__YOUR ASSIGNMENT__.
In the entries below, find the lines that contain the word "ZoneServer" and copy them.

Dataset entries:

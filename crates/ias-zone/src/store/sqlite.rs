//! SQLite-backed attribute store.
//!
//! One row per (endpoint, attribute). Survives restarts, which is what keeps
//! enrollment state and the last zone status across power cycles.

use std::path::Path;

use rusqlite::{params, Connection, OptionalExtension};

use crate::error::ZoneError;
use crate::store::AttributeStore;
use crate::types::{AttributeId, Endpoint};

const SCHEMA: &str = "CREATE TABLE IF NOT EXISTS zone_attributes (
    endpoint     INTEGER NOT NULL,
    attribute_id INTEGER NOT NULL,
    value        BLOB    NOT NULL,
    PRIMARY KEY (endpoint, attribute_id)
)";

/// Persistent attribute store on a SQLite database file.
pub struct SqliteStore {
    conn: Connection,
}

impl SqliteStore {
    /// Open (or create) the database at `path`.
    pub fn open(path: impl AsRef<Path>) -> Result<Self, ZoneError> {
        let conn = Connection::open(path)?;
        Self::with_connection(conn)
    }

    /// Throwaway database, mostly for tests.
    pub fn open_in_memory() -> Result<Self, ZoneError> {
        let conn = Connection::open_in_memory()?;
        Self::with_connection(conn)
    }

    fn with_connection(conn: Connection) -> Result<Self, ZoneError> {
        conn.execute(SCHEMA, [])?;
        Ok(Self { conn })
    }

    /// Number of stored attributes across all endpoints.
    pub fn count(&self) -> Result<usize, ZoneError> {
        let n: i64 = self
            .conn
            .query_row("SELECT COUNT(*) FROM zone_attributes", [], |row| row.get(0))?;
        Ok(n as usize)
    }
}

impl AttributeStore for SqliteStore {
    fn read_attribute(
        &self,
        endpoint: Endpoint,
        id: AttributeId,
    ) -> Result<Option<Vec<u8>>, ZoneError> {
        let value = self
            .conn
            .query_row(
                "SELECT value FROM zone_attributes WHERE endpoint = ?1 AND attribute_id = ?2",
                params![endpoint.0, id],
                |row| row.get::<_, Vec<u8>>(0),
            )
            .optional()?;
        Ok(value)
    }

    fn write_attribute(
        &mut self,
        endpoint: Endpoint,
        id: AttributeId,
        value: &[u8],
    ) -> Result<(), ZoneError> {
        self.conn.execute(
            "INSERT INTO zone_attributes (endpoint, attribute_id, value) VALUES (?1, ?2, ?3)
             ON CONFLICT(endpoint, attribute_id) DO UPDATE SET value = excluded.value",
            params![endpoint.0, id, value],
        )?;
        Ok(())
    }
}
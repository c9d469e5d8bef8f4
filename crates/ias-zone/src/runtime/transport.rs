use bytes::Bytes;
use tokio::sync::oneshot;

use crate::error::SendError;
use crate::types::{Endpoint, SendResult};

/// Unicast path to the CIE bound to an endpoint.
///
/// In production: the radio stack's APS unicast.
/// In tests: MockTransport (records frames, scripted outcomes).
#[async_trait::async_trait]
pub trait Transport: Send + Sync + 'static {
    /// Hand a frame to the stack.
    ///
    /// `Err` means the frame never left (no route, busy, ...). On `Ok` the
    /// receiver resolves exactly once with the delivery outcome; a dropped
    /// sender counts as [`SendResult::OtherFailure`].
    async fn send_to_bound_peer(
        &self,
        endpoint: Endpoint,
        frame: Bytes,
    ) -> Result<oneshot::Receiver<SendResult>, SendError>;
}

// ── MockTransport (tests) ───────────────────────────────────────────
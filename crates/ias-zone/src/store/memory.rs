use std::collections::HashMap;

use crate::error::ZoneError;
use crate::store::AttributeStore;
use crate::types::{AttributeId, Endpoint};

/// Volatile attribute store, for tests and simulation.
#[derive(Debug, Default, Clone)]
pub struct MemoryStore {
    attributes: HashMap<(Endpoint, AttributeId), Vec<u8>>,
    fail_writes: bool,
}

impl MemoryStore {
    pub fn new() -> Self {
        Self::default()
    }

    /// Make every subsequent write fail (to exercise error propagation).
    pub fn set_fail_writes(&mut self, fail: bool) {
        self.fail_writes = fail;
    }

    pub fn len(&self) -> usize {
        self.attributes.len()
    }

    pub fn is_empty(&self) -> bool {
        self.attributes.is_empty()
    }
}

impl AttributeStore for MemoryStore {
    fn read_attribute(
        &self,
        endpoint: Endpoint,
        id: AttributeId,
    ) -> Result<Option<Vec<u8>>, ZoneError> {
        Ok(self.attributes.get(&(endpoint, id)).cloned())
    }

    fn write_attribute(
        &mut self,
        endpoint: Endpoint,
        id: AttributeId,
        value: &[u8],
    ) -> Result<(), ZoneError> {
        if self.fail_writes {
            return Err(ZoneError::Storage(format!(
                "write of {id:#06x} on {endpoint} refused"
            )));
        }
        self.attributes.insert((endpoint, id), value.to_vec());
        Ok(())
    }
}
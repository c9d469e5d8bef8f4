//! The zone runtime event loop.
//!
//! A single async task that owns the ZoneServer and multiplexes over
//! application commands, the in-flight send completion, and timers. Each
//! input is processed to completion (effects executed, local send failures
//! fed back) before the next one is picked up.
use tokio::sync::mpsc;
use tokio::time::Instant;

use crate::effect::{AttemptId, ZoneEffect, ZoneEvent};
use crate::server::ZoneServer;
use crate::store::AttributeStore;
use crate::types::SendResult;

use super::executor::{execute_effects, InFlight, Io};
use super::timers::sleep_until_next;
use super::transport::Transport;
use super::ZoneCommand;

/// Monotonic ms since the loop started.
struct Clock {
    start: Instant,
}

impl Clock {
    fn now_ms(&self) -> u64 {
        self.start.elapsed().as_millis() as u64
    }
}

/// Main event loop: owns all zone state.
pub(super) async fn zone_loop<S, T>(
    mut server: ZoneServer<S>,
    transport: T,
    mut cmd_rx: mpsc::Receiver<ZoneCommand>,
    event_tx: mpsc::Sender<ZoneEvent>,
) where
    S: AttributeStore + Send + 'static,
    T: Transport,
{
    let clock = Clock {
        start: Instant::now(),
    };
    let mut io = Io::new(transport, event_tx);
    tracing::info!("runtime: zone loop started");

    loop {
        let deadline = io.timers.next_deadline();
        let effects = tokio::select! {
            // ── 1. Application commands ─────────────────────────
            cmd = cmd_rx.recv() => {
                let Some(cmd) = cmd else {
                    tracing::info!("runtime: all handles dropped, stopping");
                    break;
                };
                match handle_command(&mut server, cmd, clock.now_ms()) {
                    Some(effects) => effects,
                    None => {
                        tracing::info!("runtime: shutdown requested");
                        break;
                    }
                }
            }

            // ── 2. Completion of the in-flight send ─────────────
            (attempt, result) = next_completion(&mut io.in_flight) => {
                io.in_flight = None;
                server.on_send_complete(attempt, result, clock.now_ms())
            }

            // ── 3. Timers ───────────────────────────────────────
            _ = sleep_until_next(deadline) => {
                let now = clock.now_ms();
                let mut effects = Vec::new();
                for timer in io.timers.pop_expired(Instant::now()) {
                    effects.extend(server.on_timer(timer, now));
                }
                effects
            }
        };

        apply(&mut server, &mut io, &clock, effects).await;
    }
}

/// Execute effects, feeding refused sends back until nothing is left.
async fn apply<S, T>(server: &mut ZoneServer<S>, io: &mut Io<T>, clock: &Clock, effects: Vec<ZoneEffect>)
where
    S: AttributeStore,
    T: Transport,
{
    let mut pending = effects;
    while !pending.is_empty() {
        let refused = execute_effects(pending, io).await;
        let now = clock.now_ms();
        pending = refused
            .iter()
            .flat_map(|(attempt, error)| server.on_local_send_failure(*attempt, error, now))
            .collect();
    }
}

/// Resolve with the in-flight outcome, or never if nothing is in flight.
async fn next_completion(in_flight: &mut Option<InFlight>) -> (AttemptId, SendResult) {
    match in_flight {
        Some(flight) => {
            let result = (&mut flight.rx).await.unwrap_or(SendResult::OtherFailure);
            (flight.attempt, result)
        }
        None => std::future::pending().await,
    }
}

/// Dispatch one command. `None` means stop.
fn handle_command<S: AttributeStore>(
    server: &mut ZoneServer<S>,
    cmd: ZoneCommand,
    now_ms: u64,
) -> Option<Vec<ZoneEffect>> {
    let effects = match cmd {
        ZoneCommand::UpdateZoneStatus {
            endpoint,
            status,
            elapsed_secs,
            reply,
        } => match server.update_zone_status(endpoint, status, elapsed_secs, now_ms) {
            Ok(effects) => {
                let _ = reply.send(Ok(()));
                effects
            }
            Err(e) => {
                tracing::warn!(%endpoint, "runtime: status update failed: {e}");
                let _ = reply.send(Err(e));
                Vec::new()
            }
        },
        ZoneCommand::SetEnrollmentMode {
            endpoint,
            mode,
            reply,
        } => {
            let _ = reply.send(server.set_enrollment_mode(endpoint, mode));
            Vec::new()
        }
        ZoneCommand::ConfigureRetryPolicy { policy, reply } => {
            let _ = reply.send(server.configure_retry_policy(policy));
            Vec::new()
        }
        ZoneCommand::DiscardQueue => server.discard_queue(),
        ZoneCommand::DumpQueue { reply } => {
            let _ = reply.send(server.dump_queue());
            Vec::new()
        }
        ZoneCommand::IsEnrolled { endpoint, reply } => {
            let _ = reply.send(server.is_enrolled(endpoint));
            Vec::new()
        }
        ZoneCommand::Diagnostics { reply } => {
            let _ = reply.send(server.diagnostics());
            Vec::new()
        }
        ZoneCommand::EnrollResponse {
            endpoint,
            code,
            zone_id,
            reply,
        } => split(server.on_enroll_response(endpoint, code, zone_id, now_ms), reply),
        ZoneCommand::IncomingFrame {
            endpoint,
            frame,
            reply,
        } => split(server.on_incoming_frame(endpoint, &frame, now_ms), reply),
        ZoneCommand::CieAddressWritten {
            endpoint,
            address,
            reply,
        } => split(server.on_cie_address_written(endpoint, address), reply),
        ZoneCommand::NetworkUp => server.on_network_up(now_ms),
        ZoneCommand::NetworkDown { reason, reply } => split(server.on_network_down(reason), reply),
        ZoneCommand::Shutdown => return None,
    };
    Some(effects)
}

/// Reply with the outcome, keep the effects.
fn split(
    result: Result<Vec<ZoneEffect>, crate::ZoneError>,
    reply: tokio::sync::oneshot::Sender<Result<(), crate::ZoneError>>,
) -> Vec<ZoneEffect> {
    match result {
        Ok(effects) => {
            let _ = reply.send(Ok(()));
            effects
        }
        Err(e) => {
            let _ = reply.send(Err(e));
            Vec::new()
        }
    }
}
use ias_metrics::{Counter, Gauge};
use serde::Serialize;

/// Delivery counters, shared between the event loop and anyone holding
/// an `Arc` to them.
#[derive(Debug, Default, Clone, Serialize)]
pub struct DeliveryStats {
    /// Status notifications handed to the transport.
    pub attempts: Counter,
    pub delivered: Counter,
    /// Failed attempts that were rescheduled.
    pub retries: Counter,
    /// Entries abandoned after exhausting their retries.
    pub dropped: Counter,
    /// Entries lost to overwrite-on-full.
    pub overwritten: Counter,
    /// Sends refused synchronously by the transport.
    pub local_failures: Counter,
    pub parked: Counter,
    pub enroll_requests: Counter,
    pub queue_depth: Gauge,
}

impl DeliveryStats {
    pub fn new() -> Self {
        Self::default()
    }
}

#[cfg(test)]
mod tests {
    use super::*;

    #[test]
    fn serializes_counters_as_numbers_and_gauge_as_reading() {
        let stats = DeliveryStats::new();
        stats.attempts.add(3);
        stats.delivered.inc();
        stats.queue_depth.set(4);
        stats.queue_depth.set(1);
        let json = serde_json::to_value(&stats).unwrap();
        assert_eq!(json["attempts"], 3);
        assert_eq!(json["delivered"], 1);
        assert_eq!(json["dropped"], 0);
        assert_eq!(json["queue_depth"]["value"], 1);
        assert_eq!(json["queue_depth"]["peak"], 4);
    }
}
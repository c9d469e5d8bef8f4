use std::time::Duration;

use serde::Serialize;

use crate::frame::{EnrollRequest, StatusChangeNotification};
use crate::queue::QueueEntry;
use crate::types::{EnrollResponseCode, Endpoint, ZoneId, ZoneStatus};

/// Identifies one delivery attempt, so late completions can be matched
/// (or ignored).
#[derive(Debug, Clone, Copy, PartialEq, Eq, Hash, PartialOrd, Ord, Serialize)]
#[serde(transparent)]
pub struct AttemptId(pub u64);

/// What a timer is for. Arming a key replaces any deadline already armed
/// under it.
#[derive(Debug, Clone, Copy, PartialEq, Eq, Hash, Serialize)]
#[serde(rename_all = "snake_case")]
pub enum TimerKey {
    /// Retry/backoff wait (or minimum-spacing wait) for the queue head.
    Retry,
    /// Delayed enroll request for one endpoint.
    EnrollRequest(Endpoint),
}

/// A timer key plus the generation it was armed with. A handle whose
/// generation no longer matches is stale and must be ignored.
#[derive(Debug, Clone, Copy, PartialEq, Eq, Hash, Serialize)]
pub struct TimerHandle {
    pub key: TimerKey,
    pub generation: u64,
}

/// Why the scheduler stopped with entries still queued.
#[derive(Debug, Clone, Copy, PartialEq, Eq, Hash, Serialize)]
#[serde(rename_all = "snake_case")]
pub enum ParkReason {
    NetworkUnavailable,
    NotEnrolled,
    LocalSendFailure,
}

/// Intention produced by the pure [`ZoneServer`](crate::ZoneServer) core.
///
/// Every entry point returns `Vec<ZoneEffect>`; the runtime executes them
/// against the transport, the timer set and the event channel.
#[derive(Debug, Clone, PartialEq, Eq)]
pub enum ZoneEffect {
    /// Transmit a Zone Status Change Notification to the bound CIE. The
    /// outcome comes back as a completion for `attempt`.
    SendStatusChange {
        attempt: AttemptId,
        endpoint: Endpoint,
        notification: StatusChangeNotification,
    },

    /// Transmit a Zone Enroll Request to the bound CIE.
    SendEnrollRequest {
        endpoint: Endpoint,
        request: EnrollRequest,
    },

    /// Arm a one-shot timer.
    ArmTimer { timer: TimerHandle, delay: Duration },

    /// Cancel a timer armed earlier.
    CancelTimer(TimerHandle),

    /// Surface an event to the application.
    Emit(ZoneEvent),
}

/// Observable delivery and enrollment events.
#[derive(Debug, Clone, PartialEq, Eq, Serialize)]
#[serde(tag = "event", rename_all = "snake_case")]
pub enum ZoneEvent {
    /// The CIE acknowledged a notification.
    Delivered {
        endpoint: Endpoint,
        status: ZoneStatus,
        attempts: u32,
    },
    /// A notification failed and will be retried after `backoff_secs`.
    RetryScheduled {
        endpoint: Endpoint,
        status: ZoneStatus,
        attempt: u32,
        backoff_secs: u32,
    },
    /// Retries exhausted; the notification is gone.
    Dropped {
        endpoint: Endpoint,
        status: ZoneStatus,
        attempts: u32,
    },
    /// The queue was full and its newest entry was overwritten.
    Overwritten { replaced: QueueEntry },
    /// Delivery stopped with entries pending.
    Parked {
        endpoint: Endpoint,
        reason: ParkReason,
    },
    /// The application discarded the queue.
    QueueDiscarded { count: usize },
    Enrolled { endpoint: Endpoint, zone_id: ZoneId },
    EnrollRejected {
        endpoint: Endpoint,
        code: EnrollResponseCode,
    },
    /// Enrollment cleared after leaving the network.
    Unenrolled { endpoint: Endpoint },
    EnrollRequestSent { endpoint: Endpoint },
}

__TASK OUTPUT__.
//! A single async task that owns the ZoneServer and multiplexes over
use crate::server::ZoneServer;
    mut server: ZoneServer<S>,
async fn apply<S, T>(server: &mut ZoneServer<S>, io: &mut Io<T>, clock: &Clock, effects: Vec<ZoneEffect>)
    server: &mut ZoneServer<S>,
/// Intention produced by the pure [`ZoneServer`](crate::ZoneServer) core.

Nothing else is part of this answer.